Another scheme aims at flooding a vast depression in the African desert, south of Algeria and Tunis, by cutting a canal from the Mediterranean, which would be enlarged by natural scour, and thus create an inland sea, 3160 sq. m. in extent, which would transform the climate of the adjacent lands, and afford them easy access to the sea.

These proposals show that the resources of canal enterprise are far from being exhausted; and that though railways have, for a time, affected the prosperity of small canals, the advantages of inland water-communication are becoming more clearly recognised, and the great value of ship-canals for sea-going trade has been firmly established.

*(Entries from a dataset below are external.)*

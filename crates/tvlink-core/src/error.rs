//! Error types for tvlink Core

use thiserror::Error;

/// Result type alias for controller operations
pub type Result<T> = std::result::Result<T, Error>;

/// Controller error types
#[derive(Error, Debug)]
pub enum Error {
    // Command errors
    #[error("URL is null")]
    UrlNull,

    #[error("Invalid argument `{name}`: {reason}")]
    InvalidArgument { name: String, reason: String },

    #[error("Method not implemented: {0}")]
    NotImplemented(String),

    #[error("Player has been disposed")]
    Disposed,

    // Engine errors
    #[error("Engine rejected request: {0}")]
    Engine(String),

    // Network errors
    #[error("Network error: {0}")]
    Network(#[from] reqwest::Error),

    // Configuration errors
    #[error("Invalid configuration: {0}")]
    InvalidConfig(String),

    #[error("JSON error: {0}")]
    Json(#[from] serde_json::Error),
}

impl Error {
    /// Create an engine error
    pub fn engine(msg: impl Into<String>) -> Self {
        Error::Engine(msg.into())
    }

    /// Create an invalid argument error
    pub fn invalid_argument(name: impl Into<String>, reason: impl Into<String>) -> Self {
        Error::InvalidArgument {
            name: name.into(),
            reason: reason.into(),
        }
    }

    /// Returns the error code reported across the method-call bridge
    pub fn error_code(&self) -> &'static str {
        match self {
            Error::UrlNull => "URL_NULL",
            Error::InvalidArgument { .. } => "INVALID_ARGUMENT",
            Error::NotImplemented(_) => "NOT_IMPLEMENTED",
            Error::Disposed => "DISPOSED",
            Error::Engine(_) => "ENGINE",
            Error::Network(_) => "NETWORK",
            Error::InvalidConfig(_) => "INVALID_CONFIG",
            Error::Json(_) => "JSON",
        }
    }
}

/// Failures while turning DRM key material into an engine configuration.
///
/// These never abort playback: the controller logs them and loads the
/// source without DRM.
#[derive(Error, Debug, Clone, PartialEq, Eq)]
pub enum DrmError {
    #[error("Invalid license server URL: {0}")]
    InvalidLicenseUrl(String),

    #[error("Key value is empty")]
    EmptyKey,

    #[error("Malformed hex in {field}: {reason}")]
    MalformedHex { field: &'static str, reason: String },

    #[error("Failed to encode clear-key document: {0}")]
    Encode(String),
}

#[cfg(test)]
mod tests {
    use super::*;

    #[test]
    fn test_error_codes() {
        assert_eq!(Error::UrlNull.error_code(), "URL_NULL");
        assert_eq!(Error::Disposed.error_code(), "DISPOSED");
        assert_eq!(Error::engine("load failed").error_code(), "ENGINE");
    }

    #[test]
    fn test_url_null_message() {
        assert_eq!(Error::UrlNull.to_string(), "URL is null");
    }
}
//! Method-call bridge between the UI layer and the controller
//!
//! The UI talks to the player with named method calls carrying a JSON
//! argument map, and gets exactly one response per call. Responses only
//! acknowledge that a command was accepted; playback progress is reported
//! through [`PlayerEvent`](crate::PlayerEvent)s.

use crate::{
    drm::DrmDescriptor,
    intent::PlaybackIntent,
    quality::Quality,
    session::{SessionController, SubmitOutcome},
    types::ResizeMode,
    Error, Result,
};
use serde::de::DeserializeOwned;
use serde::{Deserialize, Serialize};
use serde_json::Value;
use std::collections::HashMap;
use std::sync::Arc;
use tracing::{debug, info, warn};

/// Incoming method call
#[derive(Debug, Clone, PartialEq, Serialize, Deserialize)]
pub struct MethodCall {
    pub method: String,
    #[serde(default)]
    pub arguments: Value,
}

impl MethodCall {
    pub fn new(method: impl Into<String>, arguments: Value) -> Self {
        Self {
            method: method.into(),
            arguments,
        }
    }
}

/// Acknowledgement for a method call
#[derive(Debug, Clone, PartialEq, Serialize, Deserialize)]
#[serde(tag = "status", rename_all = "snake_case")]
pub enum MethodResponse {
    Success {
        result: Value,
    },
    Error {
        code: String,
        message: String,
    },
    NotImplemented,
}

impl MethodResponse {
    pub fn ok() -> Self {
        MethodResponse::Success { result: Value::Null }
    }

    pub fn is_success(&self) -> bool {
        matches!(self, MethodResponse::Success { .. })
    }

    /// Error code, if this is an error response
    pub fn error_code(&self) -> Option<&str> {
        match self {
            MethodResponse::Error { code, .. } => Some(code),
            _ => None,
        }
    }
}

impl From<Error> for MethodResponse {
    fn from(err: Error) -> Self {
        match err {
            Error::NotImplemented(_) => MethodResponse::NotImplemented,
            other => MethodResponse::Error {
                code: other.error_code().to_string(),
                message: other.to_string(),
            },
        }
    }
}

/// Arguments of a `play` call
#[derive(Debug, Clone, Default, Serialize, Deserialize)]
#[serde(rename_all = "camelCase")]
pub struct PlayArguments {
    pub url: Option<String>,
    /// DRM map; only the `key` entry is read
    pub drm_data: Option<HashMap<String, String>>,
    pub quality: Option<String>,
    pub user_agent: Option<String>,
    pub referer: Option<String>,
}

impl PlayArguments {
    /// Build the intent these arguments describe
    pub fn into_intent(self) -> Result<PlaybackIntent> {
        let url = self.url.ok_or(Error::UrlNull)?;

        let drm = self
            .drm_data
            .and_then(|mut data| data.remove("key"))
            .filter(|key| !key.trim().is_empty())
            .map(DrmDescriptor::new);

        Ok(PlaybackIntent {
            source_url: url,
            drm,
            user_agent: self.user_agent,
            referer: self.referer,
            preferred_quality: self
                .quality
                .as_deref()
                .map(|label| Quality::from_label(Some(label))),
        })
    }
}

#[derive(Debug, Default, Deserialize)]
struct ResizeArguments {
    mode: Option<i64>,
}

/// Dispatches method calls onto a [`SessionController`]
pub struct PlayerBridge {
    controller: Arc<SessionController>,
}

impl PlayerBridge {
    pub fn new(controller: Arc<SessionController>) -> Self {
        Self { controller }
    }

    pub fn controller(&self) -> &Arc<SessionController> {
        &self.controller
    }

    /// Start playback from the parameters the view was created with.
    ///
    /// Nothing happens when they carry no `url`.
    pub async fn apply_creation_params(&self, params: &Value) -> Result<Option<SubmitOutcome>> {
        let mut args: PlayArguments = parse_arguments(params)?;
        if args.url.is_none() {
            debug!("Created without url, waiting for play");
            return Ok(None);
        }
        // The initial load never carries a quality preference
        args.quality = None;
        let outcome = self.controller.submit(args.into_intent()?).await?;
        Ok(Some(outcome))
    }

    /// Handle one call. Never fails: every error becomes a response.
    pub async fn handle(&self, call: MethodCall) -> MethodResponse {
        debug!(method = %call.method, "Method call");
        match self.dispatch(&call).await {
            Ok(()) => MethodResponse::ok(),
            Err(err) => {
                if !matches!(err, Error::NotImplemented(_)) {
                    warn!(method = %call.method, code = err.error_code(), error = %err, "Method call failed");
                }
                err.into()
            }
        }
    }

    async fn dispatch(&self, call: &MethodCall) -> Result<()> {
        match call.method.as_str() {
            "play" => {
                let args: PlayArguments = parse_arguments(&call.arguments)?;
                let intent = args.into_intent()?;
                let outcome = self.controller.submit(intent).await?;
                info!(?outcome, "Play accepted");
                Ok(())
            }
            "pause" => self.controller.pause().await,
            "resume" => self.controller.resume().await,
            "setResizeMode" => {
                let args: ResizeArguments = parse_arguments(&call.arguments)?;
                let mode = ResizeMode::from_code(args.mode.unwrap_or(0));
                self.controller.set_resize_mode(mode).await
            }
            "dispose" => self.controller.dispose().await,
            other => Err(Error::NotImplemented(other.to_string())),
        }
    }
}

/// Missing or null arguments read as an empty map
fn parse_arguments<T: DeserializeOwned + Default>(arguments: &Value) -> Result<T> {
    if arguments.is_null() {
        return Ok(T::default());
    }
    serde_json::from_value(arguments.clone())
        .map_err(|e| Error::invalid_argument("arguments", e.to_string()))
}

#[cfg(test)]
mod tests {
    use super::*;
    use serde_json::json;

    #[test]
    fn test_play_arguments_to_intent() {
        let args: PlayArguments = serde_json::from_value(json!({
            "url": "https://x.com/a.m3u8",
            "drmData": {"key": "abc123:deadbeef"},
            "quality": "720p",
            "userAgent": "VLC",
            "referer": "https://panel/"
        }))
        .unwrap();
        let intent = args.into_intent().unwrap();

        assert_eq!(intent.source_url, "https://x.com/a.m3u8");
        assert_eq!(intent.drm, Some(DrmDescriptor::new("abc123:deadbeef")));
        assert_eq!(intent.preferred_quality, Some(Quality::Height(720)));
        assert_eq!(intent.user_agent.as_deref(), Some("VLC"));
        assert_eq!(intent.referer.as_deref(), Some("https://panel/"));
    }

    #[test]
    fn test_missing_url() {
        let err = PlayArguments::default().into_intent().unwrap_err();
        assert_eq!(err.error_code(), "URL_NULL");
    }

    #[test]
    fn test_empty_drm_key_is_no_drm() {
        let args = PlayArguments {
            url: Some("u".to_string()),
            drm_data: Some(HashMap::from([("key".to_string(), "".to_string())])),
            ..Default::default()
        };
        assert_eq!(args.into_intent().unwrap().drm, None);
    }

    #[test]
    fn test_response_wire_format() {
        let json = serde_json::to_value(MethodResponse::from(Error::UrlNull)).unwrap();
        assert_eq!(
            json,
            json!({"status": "error", "code": "URL_NULL", "message": "URL is null"})
        );
        assert_eq!(
            MethodResponse::from(Error::NotImplemented("seek".to_string())),
            MethodResponse::NotImplemented
        );
    }

    #[test]
    fn test_null_arguments_are_empty() {
        let args: PlayArguments = parse_arguments(&Value::Null).unwrap();
        assert!(args.url.is_none());
        assert!(parse_arguments::<PlayArguments>(&json!({"url": 5})).is_err());
    }
}
//! Preferred quality and the track-selection constraint it maps to

use serde::{Deserialize, Serialize};
use tracing::warn;

/// Width cap applied when a height is pinned
pub const MAX_VIDEO_WIDTH: u32 = 1920;

/// Quality the user asked for
#[derive(Debug, Clone, Copy, PartialEq, Eq, Hash, Default, Serialize, Deserialize)]
pub enum Quality {
    /// Let adaptive selection decide
    #[default]
    Auto,
    /// Pin the vertical resolution
    Height(u32),
    /// Label that could not be read; the installed constraint stays as is
    Unrecognised,
}

impl Quality {
    /// Parse a label such as `"Auto"`, `"720p"` or `"1080"`
    pub fn parse(label: &str) -> Option<Self> {
        let label = label.trim();
        if label.eq_ignore_ascii_case("auto") {
            return Some(Quality::Auto);
        }
        let digits = label.strip_suffix(['p', 'P']).unwrap_or(label);
        match digits.parse::<u32>() {
            Ok(height) if height > 0 => Some(Quality::Height(height)),
            _ => None,
        }
    }

    /// Parse a bridge label. Absent means `Auto`, unreadable labels are
    /// kept apart so they do not clear a pinned height.
    pub fn from_label(label: Option<&str>) -> Self {
        match label {
            None => Quality::Auto,
            Some(label) => Quality::parse(label).unwrap_or_else(|| {
                warn!(label, "Unrecognised quality label, keeping current constraint");
                Quality::Unrecognised
            }),
        }
    }

    /// False when applying this quality must leave the engine untouched
    pub fn is_recognised(&self) -> bool {
        !matches!(self, Quality::Unrecognised)
    }

    /// Constraint to install on the engine, `None` clears any constraint
    pub fn constraint(&self) -> Option<VideoSizeConstraint> {
        match self {
            Quality::Height(h) => Some(VideoSizeConstraint::pinned_height(*h)),
            Quality::Auto | Quality::Unrecognised => None,
        }
    }
}

impl std::fmt::Display for Quality {
    fn fmt(&self, f: &mut std::fmt::Formatter<'_>) -> std::fmt::Result {
        match self {
            Quality::Auto => write!(f, "Auto"),
            Quality::Height(h) => write!(f, "{h}p"),
            Quality::Unrecognised => write!(f, "unrecognised"),
        }
    }
}

/// Video size bounds for the engine's track selection
#[derive(Debug, Clone, Copy, PartialEq, Eq, Serialize, Deserialize)]
pub struct VideoSizeConstraint {
    pub max_width: u32,
    pub max_height: u32,
    pub min_width: u32,
    pub min_height: u32,
}

impl VideoSizeConstraint {
    /// Exactly `height` lines; width stays adaptive up to the cap
    pub fn pinned_height(height: u32) -> Self {
        Self {
            max_width: MAX_VIDEO_WIDTH,
            max_height: height,
            min_width: 0,
            min_height: height,
        }
    }

    pub fn allows(&self, width: u32, height: u32) -> bool {
        (self.min_width..=self.max_width).contains(&width)
            && (self.min_height..=self.max_height).contains(&height)
    }
}

#[cfg(test)]
mod tests {
    use super::*;

    #[test]
    fn test_parse_labels() {
        assert_eq!(Quality::parse("Auto"), Some(Quality::Auto));
        assert_eq!(Quality::parse("auto"), Some(Quality::Auto));
        assert_eq!(Quality::parse("720p"), Some(Quality::Height(720)));
        assert_eq!(Quality::parse("1080"), Some(Quality::Height(1080)));
        assert_eq!(Quality::parse("HD"), None);
        assert_eq!(Quality::parse("0p"), None);
    }

    #[test]
    fn test_unreadable_label_is_kept_apart() {
        assert_eq!(Quality::from_label(None), Quality::Auto);
        assert_eq!(Quality::from_label(Some("best")), Quality::Unrecognised);
        assert_eq!(Quality::from_label(Some("480p")), Quality::Height(480));
        assert!(!Quality::Unrecognised.is_recognised());
        assert!(Quality::Auto.is_recognised());
    }

    #[test]
    fn test_pinned_constraint() {
        let c = Quality::Height(720).constraint().unwrap();
        assert_eq!(c.max_width, 1920);
        assert_eq!(c.max_height, 720);
        assert_eq!(c.min_height, 720);
        assert!(c.allows(1280, 720));
        assert!(!c.allows(1920, 1080));
        assert!(!c.allows(640, 360));
    }

    #[test]
    fn test_auto_clears_constraint() {
        assert_eq!(Quality::Auto.constraint(), None);
    }
}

THE CANAL-BOATS ACTS, 1877 and 1884, provide for the proper sanitary condition of canal-boats when used as dwellings. These acts also contain provision for the registration of such vessels by the local sanitary authorities through whose districts the boats ply; such boats being officially numbered and marked in a conspicuous place. Power is also given to fix the number, age, and sex of persons permitted to dwell in a boat. The local sanitary authority has the power, in the case of infectious diseases, of enforcing the Public Health Act of 1875. The education of children residing in these registered boats is assumed by the Elementary Education Acts to be as if residing in the place of registration, unless actually attending a school. Canal companies are empowered to establish schools for canal children. Masters and owners who do not satisfy the requirements of the Canal-boats Acts are liable to fines recoverable on summary conviction before two justices. The Local Government Board and also the Education Department must report each year to parliament on the execution of these acts—the former being also compelled to appoint inspectors, who are invested with powers similar to those of the Poor-law inspectors, to see that the provisions of the Canal-boats Acts are duly carried out.